Court pumps the brakes on CEQA suit based on automobile delay
Citizens for Positive Growth (Citizens) challenged the City of Sacramento’s adopted 2015 general plan amendment and accompanying environmental impact report (EIR) designed to extend the life of the City’s general plan to 2035. Citizens alleged that the traffic analysis for the general plan EIR was inadequate because it did not properly consider level of service (LOS) impacts. In Citizens for Positive Growth v. City of Sacramento (2019) 43 Cal.App.5th 609, the court held that Citizens’ claim was rendered moot by the enactment of Public Resources Code section 21099(b)(2), which along with CEQA Guideline section 15064.3, deem impacts to LOS as not a significant impact on the environment.
A mitigation mess — the fifth district court of appeal overturns several county mitigation measures adopted to lessen impacts of a new oil drilling ordinance
King & Gardiner Farms, LLC v. County of Kern (Feb. 2020), overturned a host of mitigation measures adopted by the County in its environmental review of a new oil drilling ordinance. The court found that the County could not properly rely on future management actions undertaken pursuant to the Sustainable Groundwater Management Act to mitigate water supply impacts, reasoning such actions lacked the required performance criteria for deferred mitigation. The court also found that requiring permittees to purchase agricultural conservation easements or conservation credits did not mitigate to a less than significant impact the project’s conversion of agricultural land. And the court found that the County’s failure to analyze petitioners’ proposed mitigation measure—the clustering of wells to lessen the conversion of agricultural land—violated CEQA because the County’s measures did not sufficiently mitigate agricultural impacts to a less than significant level. Although any permits issued under the ordinance prior to the court’s decision may remain in effect, the County has been barred from issuing new permits under the new ordinance.

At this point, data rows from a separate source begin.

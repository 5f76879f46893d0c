use crate::constants::TAB_WIDTH;
use ratatui::{
    Frame,
    text::Text,
    widgets::{Block, Borders, Paragraph, Wrap},
};

/// Draw a view buffer over the whole frame
///
/// When the wrapped text is taller than the frame the top is scrolled away,
/// so the trailing hint lines always stay on screen.
pub fn render(f: &mut Frame, text: &str) {
    let area = f.area();
    let paragraph = Paragraph::new(Text::raw(expand_tabs(text)))
        .block(Block::default().borders(Borders::NONE))
        .wrap(Wrap { trim: false });

    let overflow = paragraph
        .line_count(area.width)
        .saturating_sub(area.height as usize);
    let offset = u16::try_from(overflow).unwrap_or(u16::MAX);

    f.render_widget(paragraph.scroll((offset, 0)), area);
}

/// Terminal cells have no notion of tab stops, so tabs become spaces
fn expand_tabs(text: &str) -> String {
    text.replace('\t', &" ".repeat(TAB_WIDTH))
}
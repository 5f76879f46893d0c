use crate::types::Action;
use crossterm::event::{Event, KeyCode, KeyEvent, KeyEventKind, KeyModifiers};

pub struct InputHandler;

impl InputHandler {
    /// Decode a terminal event into a menu action
    ///
    /// Only key presses are considered. Returns `None` for anything that has
    /// no binding so the caller can leave the state untouched.
    pub fn action_for_event(event: &Event) -> Option<Action> {
        match event {
            Event::Key(key) if key.kind == KeyEventKind::Press => Self::action_for_key(key),
            _ => None,
        }
    }

    pub fn action_for_key(key: &KeyEvent) -> Option<Action> {
        let plain = !key
            .modifiers
            .intersects(KeyModifiers::CONTROL | KeyModifiers::ALT);

        match key.code {
            // Quit
            KeyCode::Char('c') if key.modifiers.contains(KeyModifiers::CONTROL) => {
                Some(Action::Quit)
            }
            KeyCode::Char('q') if plain => Some(Action::Quit),

            // Back to the menu
            KeyCode::Esc => Some(Action::Back),
            KeyCode::Char('b') if plain => Some(Action::Back),

            KeyCode::Enter => Some(Action::Activate),

            // Menu navigation
            KeyCode::Up => Some(Action::Up),
            KeyCode::Char('k') if plain => Some(Action::Up),
            KeyCode::Down => Some(Action::Down),
            KeyCode::Char('j') if plain => Some(Action::Down),

            _ => None,
        }
    }
}
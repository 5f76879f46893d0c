pub mod input_handler;
pub mod layout;
pub mod view;

pub use input_handler::InputHandler;
pub use view::view;
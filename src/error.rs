use thiserror::Error;

#[derive(Error, Debug)]
pub enum AppError {
    #[error("IO error: {0}")]
    IoError(#[from] std::io::Error),

    #[error("Failed to initialize logging: {0}")]
    LoggingError(String),

    #[error("{0}")]
    Other(String),
}

pub type Result<T> = std::result::Result<T, AppError>;
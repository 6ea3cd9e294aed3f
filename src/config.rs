use std::net::SocketAddr;
use std::path::PathBuf;

pub const ADDR_VAR: &str = "DEVLOG_ADDR";
pub const PUBLIC_DIR_VAR: &str = "DEVLOG_PUBLIC_DIR";

pub const DEFAULT_ADDR: SocketAddr =
    SocketAddr::new(std::net::IpAddr::V4(std::net::Ipv4Addr::UNSPECIFIED), 3000);
pub const DEFAULT_PUBLIC_DIR: &str = "public";

#[derive(Debug, thiserror::Error)]
pub enum ConfigError {
    #[error("invalid socket address {value:?} in {var}: {source}")]
    InvalidAddr {
        var: &'static str,
        value: String,
        #[source]
        source: std::net::AddrParseError,
    },
}

#[derive(Debug, Clone, PartialEq, Eq)]
pub struct Config {
    pub addr: SocketAddr,
    pub public_dir: PathBuf,
}

impl Config {
    pub fn from_env() -> Result<Config, ConfigError> {
        Config::from_lookup(|var| std::env::var(var).ok())
    }

    fn from_lookup(lookup: impl Fn(&str) -> Option<String>) -> Result<Config, ConfigError> {
        let addr = match lookup(ADDR_VAR) {
            Some(value) => value.parse().map_err(|source| ConfigError::InvalidAddr {
                var: ADDR_VAR,
                value,
                source,
            })?,
            None => DEFAULT_ADDR,
        };
        let public_dir = lookup(PUBLIC_DIR_VAR).unwrap_or_else(|| DEFAULT_PUBLIC_DIR.to_owned());

        Ok(Config {
            addr,
            public_dir: PathBuf::from(public_dir),
        })
    }
}
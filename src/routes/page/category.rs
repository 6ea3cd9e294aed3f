use crate::state::SharedState;
use axum::extract::{Path, State};
use maud::Markup;

pub(super) async fn get(State(state): SharedState, Path(engine): Path<String>) -> Markup {
    let posts = state.posts.read().await.list_by_category(&engine);
    crate::views::index(&posts, Some(&engine))
}
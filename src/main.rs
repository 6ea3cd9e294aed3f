use axum::ServiceExt;
use tower::Layer;
use tower_http::normalize_path::NormalizePathLayer;
use tracing_subscriber::EnvFilter;

mod blog;
mod config;
mod render;
mod routes;
mod state;
mod views;

#[tokio::main]
async fn main() -> Result<(), Box<dyn std::error::Error>> {
    init_logging();

    let config = config::Config::from_env()?;
    let state = std::sync::Arc::new(state::State::new());

    let app = NormalizePathLayer::trim_trailing_slash()
        .layer(routes::app(state, &config.public_dir));

    let listener = tokio::net::TcpListener::bind(config.addr).await?;
    tracing::info!(
        addr = %config.addr,
        public_dir = %config.public_dir.display(),
        "listening"
    );

    axum::serve(
        listener,
        ServiceExt::<axum::extract::Request>::into_make_service(app),
    )
    .with_graceful_shutdown(shutdown_signal())
    .await?;

    Ok(())
}

fn init_logging() {
    let filter = EnvFilter::try_from_default_env().unwrap_or_else(|_| EnvFilter::new("info"));

    tracing_subscriber::fmt()
        .with_env_filter(filter)
        .with_target(false)
        .init();
}

async fn shutdown_signal() {
    if tokio::signal::ctrl_c().await.is_ok() {
        tracing::info!("shutdown requested");
    }
}
use crate::state::State;
use std::sync::Arc;
use tower_http::compression::CompressionLayer;
use tower_http::services::ServeDir;
use tower_http::trace::TraceLayer;

pub mod api;
pub mod page;

/// Pages at the root, the JSON api under `/api`, and anything else looked up in `public_dir`.
pub fn app(state: Arc<State>, public_dir: &std::path::Path) -> axum::Router {
    let static_files = tower::ServiceBuilder::new()
        .layer(
            CompressionLayer::new()
                .br(true)
                .quality(tower_http::CompressionLevel::Best),
        )
        .service(ServeDir::new(public_dir));

    axum::Router::new()
        .merge(page::route())
        .nest("/api", api::route())
        .fallback_service(static_files)
        .layer(TraceLayer::new_for_http())
        .with_state(state)
}
use crate::blog::{Post, PostID};
use crate::state::posts::StoreError;
use crate::state::SharedState;
use axum::extract::{Path, State};
use axum::Json;

pub(super) async fn get(
    State(state): SharedState,
    Path(post_id): Path<PostID>,
) -> Result<Json<Post>, StoreError> {
    let posts = state.posts.read().await;
    Ok(Json(posts.find_by_id(&post_id)?.clone()))
}
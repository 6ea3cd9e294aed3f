use rand::{RngCore, SeedableRng};
use serde::{Deserialize, Serialize};
use std::fmt::Write;

pub type PostID = String;

pub const POST_ID_BYTES: usize = 16;

#[derive(Debug, Clone, PartialEq, Eq, Serialize)]
pub struct Post {
    pub id: PostID,
    pub title: String,
    // free-form category tag, only ever matched exactly
    pub engine: String,
    // markdown
    pub content: String,
    pub image: Option<String>,
    pub created_at: chrono::DateTime<chrono::Utc>,
}

/// Fields submitted when creating a post. Nothing is validated; missing text
/// fields come through as empty strings.
#[derive(Debug, Clone, Default, Deserialize)]
pub struct NewPost {
    #[serde(default)]
    pub title: String,
    #[serde(default)]
    pub engine: String,
    #[serde(default)]
    pub content: String,
    #[serde(default)]
    pub image: Option<String>,
}

/// The fields an edit is allowed to touch. Anything else in a submission,
/// `id` included, is dropped during deserialization.
#[derive(Debug, Clone, Default, Deserialize)]
pub struct PostUpdate {
    pub title: Option<String>,
    pub engine: Option<String>,
    pub content: Option<String>,
    pub image: Option<String>,
}

impl Post {
    pub fn apply(&mut self, update: PostUpdate) {
        if let Some(title) = update.title {
            self.title = title;
        }
        if let Some(engine) = update.engine {
            self.engine = engine;
        }
        if let Some(content) = update.content {
            self.content = content;
        }
        if let Some(image) = update.image {
            self.image = Some(image);
        }
    }

    /// The image URL if one was actually given; an empty submission counts as none.
    pub fn image_url(&self) -> Option<&str> {
        self.image.as_deref().filter(|url| !url.is_empty())
    }
}

pub fn get_random_hex_string<const LEN: usize>() -> String {
    let mut bytes = [0u8; LEN];
    rand_chacha::ChaCha20Rng::from_entropy().fill_bytes(&mut bytes);

    bytes.iter().fold(String::new(), |mut output, b| {
        let _ = write!(output, "{b:02x}");
        output
    })
}

#[cfg(test)]
mod tests {
    use super::*;

    fn post() -> Post {
        Post {
            id: "abc".into(),
            title: "A".into(),
            engine: "js".into(),
            content: "x".into(),
            image: Some("img".into()),
            created_at: chrono::Utc::now(),
        }
    }

    #[test]
    fn apply_only_touches_given_fields() {
        let mut post = post();
        post.apply(PostUpdate {
            engine: Some("go".into()),
            image: Some(String::new()),
            ..PostUpdate::default()
        });

        assert_eq!(post.title, "A");
        assert_eq!(post.engine, "go");
        assert_eq!(post.content, "x");
        assert_eq!(post.image.as_deref(), Some(""));
        assert_eq!(post.image_url(), None);
    }

    #[test]
    fn random_hex_string_has_two_chars_per_byte() {
        let id = get_random_hex_string::<POST_ID_BYTES>();

        assert_eq!(id.len(), POST_ID_BYTES * 2);
        assert!(id.chars().all(|c| c.is_ascii_hexdigit() && !c.is_ascii_uppercase()));
    }
}
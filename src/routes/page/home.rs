use crate::state::SharedState;
use axum::extract::State;
use maud::Markup;

pub(super) async fn get(State(state): SharedState) -> Markup {
    let posts = state.posts.read().await;
    crate::views::index(posts.list(), None)
}
#[cfg(test)]
mod tests {
    use super::*;
    use crate::command::{CommandNode, FlagSpec};
    use super::TokenKind::*;

    fn example_cmd() -> CommandNode {
        CommandNode::new("example")
            .with_flag(FlagSpec::string("name", "the name"))
            .with_flag(FlagSpec::string("surname", "the surname").with_short('s'))
            .with_flag(FlagSpec::boolean("async", "async?").with_short('a'))
            .with_child(
                CommandNode::new("sub").with_child(CommandNode::new("another")),
            )
    }

    fn kinds(line: &str) -> Vec<(String, TokenKind)> {
        let (tokens, _) = tokenize(line, TokenizerState::default(), &example_cmd());
        tokens.into_iter().map(|t| (t.text, t.kind)).collect()
    }

    fn pairs(expected: &[(&str, TokenKind)]) -> Vec<(String, TokenKind)> {
        expected.iter().map(|(s, k)| (s.to_string(), *k)).collect()
    }

    #[test]
    fn test_mixed_quotes_and_flags() {
        assert_eq!(
            kinds(r#"example sub "multi-word quoted string" --name "another quoted string" -a"#),
            pairs(&[
                ("example", ProgramName),
                ("sub", SubCommand),
                ("\"multi-word", QuotedFragment),
                ("quoted", QuotedFragment),
                ("string\"", QuotedFragment),
                ("--name", Flag),
                ("\"another", QuotedFragment),
                ("quoted", QuotedFragment),
                ("string\"", QuotedFragment),
                ("-a", Flag),
            ])
        );
    }

    #[test]
    fn test_flag_binds_next_word() {
        assert_eq!(
            kinds("example --name Carlos"),
            pairs(&[("example", ProgramName), ("--name", Flag), ("Carlos", FlagValue)])
        );
        assert_eq!(
            kinds("example -s sub"),
            pairs(&[("example", ProgramName), ("-s", Flag), ("sub", FlagValue)])
        );
    }

    #[test]
    fn test_bool_and_unknown_flags_bind_nothing() {
        assert_eq!(
            kinds("example -a value --nope other"),
            pairs(&[
                ("example", ProgramName),
                ("-a", Flag),
                ("value", Argument),
                ("--nope", Flag),
                ("other", Argument),
            ])
        );
    }

    #[test]
    fn test_assignments_before_program() {
        let (tokens, state) = tokenize(
            r#"FOO=bar ZAZ="quoted value" example --name=Carlos -s Becker"#,
            TokenizerState::default(),
            &example_cmd(),
        );
        let got: Vec<(&str, TokenKind, bool)> = tokens
            .iter()
            .map(|t| (t.text.as_str(), t.kind, t.attached))
            .collect();
        assert_eq!(
            got,
            vec![
                ("FOO=", Flag, false),
                ("bar", FlagValue, true),
                ("ZAZ=", Flag, false),
                ("\"quoted", QuotedFragment, true),
                ("value\"", QuotedFragment, false),
                ("example", ProgramName, false),
                ("--name=", Flag, false),
                ("Carlos", Argument, true),
                ("-s", Flag, false),
                ("Becker", FlagValue, false),
            ]
        );
        assert_eq!(state, TokenizerState::default());
    }

    #[test]
    fn test_self_closing_quote() {
        assert_eq!(
            kinds(r#"example "one" two"#),
            pairs(&[("example", ProgramName), ("\"one\"", QuotedFragment), ("two", Argument)])
        );
        assert_eq!(
            kinds(r#"example "a\" b""#),
            pairs(&[("example", ProgramName), ("\"a\\\"", QuotedFragment), ("b\"", QuotedFragment)])
        );
    }

    #[test]
    fn test_subcommand_descends_one_level_at_a_time() {
        assert_eq!(
            kinds("example sub another args --async"),
            pairs(&[
                ("example", ProgramName),
                ("sub", SubCommand),
                ("another", SubCommand),
                ("args", Argument),
                ("--async", Flag),
            ])
        );
        assert_eq!(
            kinds("example another"),
            pairs(&[("example", ProgramName), ("another", Argument)])
        );
    }

    #[test]
    fn test_comment_line() {
        assert_eq!(
            kinds("# Run it with \"quotes\" and --flags"),
            pairs(&[("# Run it with \"quotes\" and --flags", Comment)])
        );
        assert_eq!(kinds("#nospace"), pairs(&[("#nospace", Argument)]));
    }

    #[test]
    fn test_continuation_sets_state() {
        let (tokens, state) =
            tokenize(r#"ENV_A=0 "open \"#, TokenizerState::default(), &example_cmd());
        assert_eq!(tokens.last().map(|t| t.kind), Some(Continuation));
        assert!(state.continues_next_line);
        assert!(state.inside_quote);

        let next = state.next_line();
        assert!(next.inside_quote);
        assert!(!next.continues_next_line);
        let (tokens, state) = tokenize(r#"still" example"#, next, &example_cmd());
        assert_eq!(tokens[0].kind, QuotedFragment);
        assert_eq!(tokens[1].kind, ProgramName);
        assert!(!state.inside_quote);
    }

    #[test]
    fn test_backslash_only_continues_at_end() {
        assert_eq!(
            kinds(r"example \ sub"),
            pairs(&[("example", ProgramName), ("\\", Argument), ("sub", SubCommand)])
        );
    }

    #[test]
    fn test_unterminated_quote_without_continuation_resets() {
        let (_, state) = tokenize(r#"example "open"#, TokenizerState::default(), &example_cmd());
        assert!(state.inside_quote);
        assert_eq!(state.next_line(), TokenizerState::default());
    }

    #[test]
    fn test_example_block_trims_and_indents() {
        let block = "\n\n# Multi-line:\nENV_A=0 \\\n  example sub \"quoted argument\"\n\nexample\n  \n";
        let lines = tokenize_example(block, &example_cmd());
        assert_eq!(lines.len(), 5);
        assert_eq!(lines[0].tokens[0].kind, Comment);
        assert!(!lines[1].indent);
        assert!(lines[2].indent);
        assert_eq!(lines[2].tokens[0].kind, ProgramName);
        assert!(lines[3].tokens.is_empty());
        assert!(!lines[4].indent);
    }

    #[test]
    fn test_empty_example_block() {
        assert!(tokenize_example("", &example_cmd()).is_empty());
        assert!(tokenize_example("\n  \n", &example_cmd()).is_empty());
    }

    #[test]
    fn test_round_trip_reconstructs_words() {
        let line = r#"FOO=bar example sub "multi-word quoted" --name=x -s Becker \"#;
        let (tokens, _) = tokenize(line, TokenizerState::default(), &example_cmd());
        let mut rebuilt = String::new();
        for (i, token) in tokens.iter().enumerate() {
            if i > 0 && !token.attached {
                rebuilt.push(' ');
            }
            rebuilt.push_str(&token.text);
        }
        assert_eq!(rebuilt, line.split_whitespace().collect::<Vec<_>>().join(" "));
    }

    fn deploy_cmd() -> CommandNode {
        CommandNode::new("app")
            .with_flag(FlagSpec::string("name", "a name"))
            .with_child(
                CommandNode::new("run")
                    .with_alias("r")
                    .with_flag(FlagSpec::string("env", "where")),
            )
    }

    #[test]
    fn test_alias_reaches_child_flags() {
        let (tokens, _) = tokenize("app r --env prod", TokenizerState::default(), &deploy_cmd());
        let got: Vec<(String, TokenKind)> = tokens.into_iter().map(|t| (t.text, t.kind)).collect();
        assert_eq!(
            got,
            pairs(&[
                ("app", ProgramName),
                ("r", SubCommand),
                ("--env", Flag),
                ("prod", FlagValue),
            ])
        );
    }

    #[test]
    fn test_root_flag_after_subcommand_binds_value() {
        let (tokens, _) = tokenize("app run --name x y", TokenizerState::default(), &deploy_cmd());
        let got: Vec<(String, TokenKind)> = tokens.into_iter().map(|t| (t.text, t.kind)).collect();
        assert_eq!(
            got,
            pairs(&[
                ("app", ProgramName),
                ("run", SubCommand),
                ("--name", Flag),
                ("x", FlagValue),
                ("y", Argument),
            ])
        );
    }
}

And if it doesn’t happen? CEQA when the distant future is uncertain . . .
Sacramento County approved a mixed residential/ commercial project (including schools, parks, trails, and a 224-acre university campus) on 2,669 acres of agriculturally-designated grazing land outside the City of Cordova Hills. The Environmental Council of Sacramento challenged the EIR on multiple grounds, including the EIR’s failure to analyze an alternative that would include no university campus, since there was no interested university and no guaranty that the university would ever be built. Upholding the EIR, the court in Environmental Council of Sacramento v. County of Sacramento (2020) found that the Development Agreement between applicants and the County provided for that possibility, and that the EIR had adequately accounted for different environmental impacts. The court also rejected a number of other claims, including that air quality, traffic and climate changes were not adequately analyzed in the EIR.